--- ENTRIES PROVIDED Enclosed Below ---

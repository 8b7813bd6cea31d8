//! Background loops: scheduled batch heartbeats, a fast healing poll so
//! in-progress remediations do not wait a full heartbeat interval, and an
//! hourly retention sweep.

use std::sync::atomic::{AtomicBool, AtomicU64, Ordering};
use std::sync::Arc;
use std::time::Duration;

use serde::Serialize;

use crate::config::EngineConfig;
use crate::db::repos::{agents, heartbeats as heartbeat_repo, patterns as pattern_repo};
use crate::db::DbPool;
use crate::engine::feed::{ProactiveFeed, ProactiveProjection};
use crate::engine::healing::HealingExecutor;
use crate::engine::heartbeat::HeartbeatOrchestrator;

const HEALING_POLL_SECS: u64 = 60;
const CLEANUP_INTERVAL_SECS: u64 = 3600;

/// Runtime state for the background loops, shared across threads.
pub struct EngineState {
    running: AtomicBool,
    batches_run: AtomicU64,
    agents_ok: AtomicU64,
    agents_degraded: AtomicU64,
    agents_failed: AtomicU64,
    healing_advanced: AtomicU64,
    rows_pruned: AtomicU64,
}

impl Default for EngineState {
    fn default() -> Self {
        Self::new()
    }
}

impl EngineState {
    pub fn new() -> Self {
        Self {
            running: AtomicBool::new(false),
            batches_run: AtomicU64::new(0),
            agents_ok: AtomicU64::new(0),
            agents_degraded: AtomicU64::new(0),
            agents_failed: AtomicU64::new(0),
            healing_advanced: AtomicU64::new(0),
            rows_pruned: AtomicU64::new(0),
        }
    }

    pub fn is_running(&self) -> bool {
        self.running.load(Ordering::Relaxed)
    }

    pub fn stats(&self) -> EngineLoopStats {
        EngineLoopStats {
            running: self.running.load(Ordering::Relaxed),
            batches_run: self.batches_run.load(Ordering::Relaxed),
            agents_ok: self.agents_ok.load(Ordering::Relaxed),
            agents_degraded: self.agents_degraded.load(Ordering::Relaxed),
            agents_failed: self.agents_failed.load(Ordering::Relaxed),
            healing_advanced: self.healing_advanced.load(Ordering::Relaxed),
            rows_pruned: self.rows_pruned.load(Ordering::Relaxed),
        }
    }
}

#[derive(Debug, Clone, Serialize)]
pub struct EngineLoopStats {
    pub running: bool,
    pub batches_run: u64,
    pub agents_ok: u64,
    pub agents_degraded: u64,
    pub agents_failed: u64,
    pub healing_advanced: u64,
    pub rows_pruned: u64,
}

/// Start all background loops. Returns immediately.
pub fn start_loops(
    state: Arc<EngineState>,
    pool: DbPool,
    config: EngineConfig,
    orchestrator: Arc<HeartbeatOrchestrator>,
    executor: Arc<HealingExecutor>,
    feed: Arc<ProactiveFeed>,
    projection: Arc<ProactiveProjection>,
) {
    state.running.store(true, Ordering::Relaxed);
    tracing::info!(
        heartbeat_minutes = config.heartbeat_interval_minutes,
        healing_poll_secs = HEALING_POLL_SECS,
        "Background loops starting"
    );

    // Batch heartbeat loop
    tokio::spawn({
        let state = state.clone();
        let config = config.clone();
        async move {
            heartbeat_loop(state, config, orchestrator).await;
        }
    });

    // Healing poll loop
    tokio::spawn({
        let state = state.clone();
        let pool = pool.clone();
        async move {
            healing_poll_loop(state, pool, executor, feed, projection).await;
        }
    });

    // Cleanup loop (hourly)
    tokio::spawn({
        let state = state.clone();
        async move {
            cleanup_loop(state, pool, config).await;
        }
    });
}

/// Stop all background loops.
pub fn stop_loops(state: &EngineState) {
    state.running.store(false, Ordering::Relaxed);
    tracing::info!("Background loops stopped");
}

/// Scheduled heartbeats: sweep the enabled fleet every interval.
async fn heartbeat_loop(
    state: Arc<EngineState>,
    config: EngineConfig,
    orchestrator: Arc<HeartbeatOrchestrator>,
) {
    let period = Duration::from_secs(config.heartbeat_interval_minutes.max(1) * 60);
    let mut interval = tokio::time::interval(period);
    loop {
        interval.tick().await;
        if !state.is_running() {
            break;
        }

        match orchestrator.run_batch_heartbeat().await {
            Ok(summary) => {
                state.batches_run.fetch_add(1, Ordering::Relaxed);
                state.agents_ok.fetch_add(summary.ok as u64, Ordering::Relaxed);
                state
                    .agents_degraded
                    .fetch_add(summary.degraded as u64, Ordering::Relaxed);
                state
                    .agents_failed
                    .fetch_add(summary.error as u64, Ordering::Relaxed);
            }
            Err(e) => {
                tracing::error!("Batch heartbeat error: {}", e);
            }
        }
    }
    tracing::info!("Heartbeat loop exited");
}

/// Fast poll for healing sessions: re-check `executing` records and close
/// quiet `awaiting_approval` ones without waiting for the next heartbeat.
async fn healing_poll_loop(
    state: Arc<EngineState>,
    pool: DbPool,
    executor: Arc<HealingExecutor>,
    feed: Arc<ProactiveFeed>,
    projection: Arc<ProactiveProjection>,
) {
    let mut interval = tokio::time::interval(Duration::from_secs(HEALING_POLL_SECS));
    loop {
        interval.tick().await;
        if !state.is_running() {
            break;
        }

        let now = chrono::Utc::now();
        let mut moved = Vec::new();

        match executor.poll_executing_sessions(now).await {
            Ok(records) => moved.extend(records),
            Err(e) => {
                tracing::error!("Healing poll error: {}", e);
                continue;
            }
        }

        let roster = match agents::get_enabled(&pool) {
            Ok(r) => r,
            Err(e) => {
                tracing::error!("Healing poll roster error: {}", e);
                continue;
            }
        };
        for agent in roster {
            match executor.check_self_resolution(&agent.id, now) {
                Ok(records) => moved.extend(records),
                Err(e) => {
                    tracing::warn!(agent_id = %agent.id, "Self-resolution check error: {}", e);
                }
            }
        }

        if !moved.is_empty() {
            state
                .healing_advanced
                .fetch_add(moved.len() as u64, Ordering::Relaxed);
            for record in moved {
                let event = projection.healing_updated(record);
                feed.publish(&event);
            }
        }
    }
    tracing::info!("Healing poll loop exited");
}

/// Retention: drop heartbeat logs and raw observations past the window.
async fn cleanup_loop(state: Arc<EngineState>, pool: DbPool, config: EngineConfig) {
    let mut interval = tokio::time::interval(Duration::from_secs(CLEANUP_INTERVAL_SECS));
    loop {
        interval.tick().await;
        if !state.is_running() {
            break;
        }

        let cutoff =
            (chrono::Utc::now() - chrono::Duration::days(config.retention_days)).to_rfc3339();
        let mut pruned = 0usize;
        match heartbeat_repo::prune_older_than(&pool, &cutoff) {
            Ok(n) => pruned += n,
            Err(e) => tracing::error!("Heartbeat log prune error: {}", e),
        }
        match pattern_repo::prune_observations(&pool, &cutoff) {
            Ok(n) => pruned += n,
            Err(e) => tracing::error!("Observation prune error: {}", e),
        }
        if pruned > 0 {
            state.rows_pruned.fetch_add(pruned as u64, Ordering::Relaxed);
            tracing::info!(rows = pruned, "Cleaned up expired engine data");
        }
    }
}
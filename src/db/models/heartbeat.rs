use serde::{Deserialize, Serialize};
use ts_rs::TS;

// ============================================================================
// Heartbeat logs
// ============================================================================

#[derive(Debug, Clone, Copy, PartialEq, Eq, Serialize, Deserialize, TS)]
#[serde(rename_all = "snake_case")]
#[ts(export)]
pub enum HeartbeatType {
    Scheduled,
    Event,
    Realtime,
}

impl HeartbeatType {
    pub fn as_str(&self) -> &'static str {
        match self {
            HeartbeatType::Scheduled => "scheduled",
            HeartbeatType::Event => "event",
            HeartbeatType::Realtime => "realtime",
        }
    }

    pub fn parse(s: &str) -> Option<Self> {
        match s {
            "scheduled" => Some(HeartbeatType::Scheduled),
            "event" => Some(HeartbeatType::Event),
            "realtime" => Some(HeartbeatType::Realtime),
            _ => None,
        }
    }
}

/// Tri-state outcome of one heartbeat pass. `Degraded` means the pipeline
/// partially completed (some steps errored, others ran).
#[derive(Debug, Clone, Copy, PartialEq, Eq, Serialize, Deserialize, TS)]
#[serde(rename_all = "snake_case")]
#[ts(export)]
pub enum HeartbeatResult {
    Ok,
    Degraded,
    Error,
}

impl HeartbeatResult {
    pub fn as_str(&self) -> &'static str {
        match self {
            HeartbeatResult::Ok => "ok",
            HeartbeatResult::Degraded => "degraded",
            HeartbeatResult::Error => "error",
        }
    }

    pub fn parse(s: &str) -> Option<Self> {
        match s {
            "ok" => Some(HeartbeatResult::Ok),
            "degraded" => Some(HeartbeatResult::Degraded),
            "error" => Some(HeartbeatResult::Error),
            _ => None,
        }
    }
}

/// Outcome of one pipeline step inside a heartbeat run.
#[derive(Debug, Clone, Serialize, Deserialize, TS)]
#[ts(export)]
pub struct HeartbeatSubResult {
    pub step: String,
    pub ok: bool,
    pub detail: Option<String>,
}

impl HeartbeatSubResult {
    pub fn ok(step: &str, detail: impl Into<Option<String>>) -> Self {
        Self {
            step: step.to_string(),
            ok: true,
            detail: detail.into(),
        }
    }

    pub fn failed(step: &str, detail: impl Into<String>) -> Self {
        Self {
            step: step.to_string(),
            ok: false,
            detail: Some(detail.into()),
        }
    }
}

/// Append-only record of one orchestrator run for one agent.
#[derive(Debug, Clone, Serialize, Deserialize, TS)]
#[ts(export)]
pub struct HeartbeatLog {
    pub id: String,
    pub agent_id: String,
    pub heartbeat_type: HeartbeatType,
    pub result: HeartbeatResult,
    pub sub_results: Vec<HeartbeatSubResult>,
    pub duration_ms: Option<i64>,
    pub triggered_at: String,
}
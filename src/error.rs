/// Engine-wide error type. Every fallible function returns `Result<T, AppError>`.
#[derive(Debug, thiserror::Error)]
pub enum AppError {
    #[error("Database error: {0}")]
    Database(#[from] rusqlite::Error),

    #[error("Connection pool error: {0}")]
    Pool(#[from] r2d2::Error),

    #[error("Not found: {0}")]
    NotFound(String),

    #[error("Validation error: {0}")]
    Validation(String),

    #[error("IO error: {0}")]
    Io(#[from] std::io::Error),

    #[error("Serialization error: {0}")]
    Serde(#[from] serde_json::Error),

    /// A remediation action ran but did not resolve the issue. Advances the
    /// healing state machine to the next candidate action.
    #[error("Execution failure: {0}")]
    ExecutionFailure(String),

    /// Every candidate action for a healing session failed; the session is
    /// escalated to a human.
    #[error("Exhausted retries: {0}")]
    ExhaustedRetries(String),

    /// The agent runtime (or another collaborator) could not be reached.
    /// The affected agent's heartbeat is marked degraded/error and retried
    /// on the next cycle.
    #[error("Upstream unavailable: {0}")]
    UpstreamUnavailable(String),

    /// Two near-simultaneous mutations raced on the same record. Callers on
    /// the approval surface treat this as an idempotent no-op; it is never
    /// surfaced to an operator.
    #[error("Concurrency conflict: {0}")]
    ConcurrencyConflict(String),

    #[error("{0}")]
    Internal(String),
}

impl AppError {
    /// Short machine-readable tag, used in heartbeat sub-results and logs.
    pub fn kind(&self) -> &'static str {
        match self {
            AppError::Database(_) => "database",
            AppError::Pool(_) => "pool",
            AppError::NotFound(_) => "not_found",
            AppError::Validation(_) => "validation",
            AppError::Io(_) => "io",
            AppError::Serde(_) => "serde",
            AppError::ExecutionFailure(_) => "execution_failure",
            AppError::ExhaustedRetries(_) => "exhausted_retries",
            AppError::UpstreamUnavailable(_) => "upstream_unavailable",
            AppError::ConcurrencyConflict(_) => "concurrency_conflict",
            AppError::Internal(_) => "internal",
        }
    }

    pub fn validation(msg: impl Into<String>) -> Self {
        AppError::Validation(msg.into())
    }

    pub fn not_found(what: impl Into<String>) -> Self {
        AppError::NotFound(what.into())
    }
}
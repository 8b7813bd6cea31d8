use serde::{Deserialize, Serialize};
use ts_rs::TS;

// ============================================================================
// Pattern type & declarative detection rules
// ============================================================================

#[derive(Debug, Clone, Copy, PartialEq, Eq, Hash, Serialize, Deserialize, TS)]
#[serde(rename_all = "snake_case")]
#[ts(export)]
pub enum PatternType {
    RecurringTask,
    TimePreference,
    UserBehavior,
    ErrorPattern,
    RelationshipMilestone,
    SkillGap,
}

impl PatternType {
    pub const ALL: [PatternType; 6] = [
        PatternType::RecurringTask,
        PatternType::TimePreference,
        PatternType::UserBehavior,
        PatternType::ErrorPattern,
        PatternType::RelationshipMilestone,
        PatternType::SkillGap,
    ];

    pub fn as_str(&self) -> &'static str {
        match self {
            PatternType::RecurringTask => "recurring_task",
            PatternType::TimePreference => "time_preference",
            PatternType::UserBehavior => "user_behavior",
            PatternType::ErrorPattern => "error_pattern",
            PatternType::RelationshipMilestone => "relationship_milestone",
            PatternType::SkillGap => "skill_gap",
        }
    }

    pub fn parse(s: &str) -> Option<Self> {
        match s {
            "recurring_task" => Some(PatternType::RecurringTask),
            "time_preference" => Some(PatternType::TimePreference),
            "user_behavior" => Some(PatternType::UserBehavior),
            "error_pattern" => Some(PatternType::ErrorPattern),
            "relationship_milestone" => Some(PatternType::RelationshipMilestone),
            "skill_gap" => Some(PatternType::SkillGap),
            _ => None,
        }
    }
}

/// Lifecycle event kinds the trigger evaluator understands. `Scheduled` marks
/// contexts synthesized by the heartbeat timer rather than a live event.
#[derive(Debug, Clone, Copy, PartialEq, Eq, Serialize, Deserialize, TS)]
#[serde(rename_all = "snake_case")]
#[ts(export)]
pub enum TriggerEventType {
    ConversationComplete,
    TaskComplete,
    WorkflowComplete,
    MemorySaved,
    LearningCreated,
    Scheduled,
}

impl TriggerEventType {
    pub fn as_str(&self) -> &'static str {
        match self {
            TriggerEventType::ConversationComplete => "conversation_complete",
            TriggerEventType::TaskComplete => "task_complete",
            TriggerEventType::WorkflowComplete => "workflow_complete",
            TriggerEventType::MemorySaved => "memory_saved",
            TriggerEventType::LearningCreated => "learning_created",
            TriggerEventType::Scheduled => "scheduled",
        }
    }
}

/// Comparison operators for declarative conditions.
#[derive(Debug, Clone, Copy, PartialEq, Eq, Serialize, Deserialize, TS)]
#[serde(rename_all = "snake_case")]
#[ts(export)]
pub enum ConditionOp {
    Eq,
    Neq,
    Gt,
    Gte,
    Lt,
    Lte,
    Contains,
    NotContains,
    Exists,
    NotExists,
}

/// One declarative condition over a context/payload field.
#[derive(Debug, Clone, Serialize, Deserialize, TS)]
#[ts(export)]
pub struct Condition {
    /// Field path into the trigger context payload (e.g. "task_title",
    /// "stats.success_rate").
    pub field: String,
    pub op: ConditionOp,
    #[ts(type = "unknown")]
    pub value: serde_json::Value,
}

/// Stats metrics a threshold trigger may compare against. Evaluated purely
/// from the snapshot embedded in the trigger context.
#[derive(Debug, Clone, Copy, PartialEq, Eq, Serialize, Deserialize, TS)]
#[serde(rename_all = "snake_case")]
#[ts(export)]
pub enum StatsMetric {
    SuccessRate,
    FailedTasks,
    FailedWorkflows,
    TotalInteractions,
    PendingSuggestions,
}

impl StatsMetric {
    pub fn as_str(&self) -> &'static str {
        match self {
            StatsMetric::SuccessRate => "success_rate",
            StatsMetric::FailedTasks => "failed_tasks",
            StatsMetric::FailedWorkflows => "failed_workflows",
            StatsMetric::TotalInteractions => "total_interactions",
            StatsMetric::PendingSuggestions => "pending_suggestions",
        }
    }
}

/// What fires a pattern: a matching live event, a due cron schedule, or a
/// stats metric crossing a threshold.
#[derive(Debug, Clone, Serialize, Deserialize, TS)]
#[serde(tag = "kind", rename_all = "snake_case")]
#[ts(export)]
pub enum TriggerRule {
    Event { event_type: TriggerEventType },
    Schedule { cron: String },
    Threshold { metric: StatsMetric, op: ConditionOp, value: f64 },
}

/// Declarative detection rules attached to a pattern, stored as JSON.
#[derive(Debug, Clone, Serialize, Deserialize, TS)]
#[ts(export)]
pub struct ConditionRules {
    pub trigger: TriggerRule,
    #[serde(default)]
    pub conditions: Vec<Condition>,
    pub cooldown_minutes: i64,
}

// ============================================================================
// Pattern
// ============================================================================

#[derive(Debug, Clone, Serialize, Deserialize, TS)]
#[ts(export)]
pub struct Pattern {
    pub id: String,
    pub agent_id: String,
    pub pattern_type: PatternType,
    /// Grouping/similarity key: normalized task title + weekday, hour bucket,
    /// error signature, milestone value, etc.
    pub group_key: String,
    pub condition_rules: ConditionRules,
    /// In [0,1]; updated only via exponential smoothing.
    pub confidence: f64,
    pub observation_count: i64,
    pub active: bool,
    pub last_observed_at: String,
    pub last_triggered_at: Option<String>,
    pub expires_at: String,
    pub created_at: String,
    pub updated_at: String,
}
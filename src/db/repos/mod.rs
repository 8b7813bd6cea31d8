pub mod agents;
pub mod healing;
pub mod heartbeats;
pub mod patterns;
pub mod suggestions;

/// Map an unparseable enum column onto a rusqlite conversion error. The CHECK
/// constraints make this unreachable for rows the engine wrote itself.
pub(crate) fn bad_enum(col: &str, val: &str) -> rusqlite::Error {
    rusqlite::Error::FromSqlConversionFailure(
        0,
        rusqlite::types::Type::Text,
        format!("invalid {col}: {val}").into(),
    )
}

/// Same shape for malformed JSON columns.
pub(crate) fn bad_json(col: &str, err: serde_json::Error) -> rusqlite::Error {
    rusqlite::Error::FromSqlConversionFailure(
        0,
        rusqlite::types::Type::Text,
        format!("invalid {col}: {err}").into(),
    )
}
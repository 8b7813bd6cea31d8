pub mod agent;
pub mod healing;
pub mod heartbeat;
pub mod pattern;
pub mod suggestion;

pub use agent::*;
pub use healing::*;
pub use heartbeat::*;
pub use pattern::*;
pub use suggestion::*;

--- End of Enclosed ENTRIES PROVIDED ---

» EXERCISE PROMPT
A complete answer reproduces every line of the records in which the word "next" occurs.

» SOLUTION TO THE PROBLEM
/// quiet `awaiting_approval` ones without waiting for the next heartbeat.
    /// healing state machine to the next candidate action.
    /// on the next cycle.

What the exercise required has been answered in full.